I disagree the original dream team was made up of hall of famers, and a player most consider the greatest ever. A team like Greece wouldn't stand a chance against the original dream team.


----------



## Benedict_Boozer (Jul 16, 2004)

23AJ said:


> I disagree the original dream team was made up of hall of famers, and a player most consider the greatest ever. A team like Greece wouldn't stand a chance against the original dream team.


Yep. MJ would have outscored them by himself in the 4th qtr *if* it came down to the wire, I remember him scoring every point for the bulls in 4th qtr of the 93 finals (until the Paxson game winner). 

Also the center play on dream team 1 was FAR superior. Ewing and Robinson smoke the Howard/Brand combo we were playing @ the 5. Even the latter dream teams had guys like Shaq and Olajuwon on them, we don't have anything CLOSE to that on our latest teams.


----------



## s a b a s 11 (Dec 31, 2002)

futuristxen said:


> A lot of that team was long in the tooth and not really able to play up to the level of their name. Barkley, Pippen, and Jordan were really the 3 main players.

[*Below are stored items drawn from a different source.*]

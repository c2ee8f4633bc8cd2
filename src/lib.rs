//! # Live Filter
//!
//! Client-side live filtering for pre-rendered lists. As the user types into
//! a search box, list entries whose text does not contain the typed
//! substring (case-insensitively) are hidden and the rest stay visible.
//!
//! This facade re-exports [`live_filter_pages`] behind the default `pages`
//! feature.
//!
//! ## Feature Flags
//!
//! - `pages` (default) - The filter: query, entries, controller, DOM adapter
//! - `console_error_panic_hook` - Readable panics in the browser console
//! - `debug-hooks` - Per-keystroke `debug_log!` output in debug builds
//!
//! ## Quick Example
//!
//! ```rust
//! # #[cfg(feature = "pages")]
//! # {
//! use live_filter::prelude::*;
//!
//! let mut controller = FilterController::new(
//!     ["Alice Smith", "Bob Jones", "ALICE Cooper"].map(StaticEntry::from),
//! );
//! controller.on_query_change("O");
//!
//! let visible: Vec<bool> = controller.entries().iter().map(Entry::is_visible).collect();
//! assert_eq!(visible, vec![false, true, true]);
//! # }
//! ```

#[cfg(feature = "pages")]
pub use live_filter_pages as pages;

#[cfg(feature = "pages")]
pub use live_filter_pages::{
	Entry, EntryId, FilterController, FilterError, FilterQuery, FilterResult, FilterSettings,
	FilterSummary, StaticEntry, VisibilityMap, VisibilityStrategy, compute_visibility,
};

#[cfg(all(feature = "pages", target_arch = "wasm32"))]
pub use live_filter_pages::dom;

/// Commonly used items.
#[cfg(feature = "pages")]
pub mod prelude {
	pub use live_filter_pages::{
		Entry, FilterController, FilterQuery, FilterSettings, StaticEntry, VisibilityStrategy,
	};
}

Untrue, save for Magic and Bird (and they looked their age in a few games), the team was basically in their prime. A rarely-mentioned fact is that Jordan played horribly inconsistent during the tournament, and Pippen barely made any noise (mostly because he was more a distributor). Barkley played awesome (actually played some intense defense at some points), and I would have to say that Drexler and Mullin were probably the most effective and efficient players on the team throughout the tournament. Ironically, Mullin is the least-well-known-NBA-name on the team, has been a footnote when people mention the Dream Team, but probably had the best showing in the tournament overall.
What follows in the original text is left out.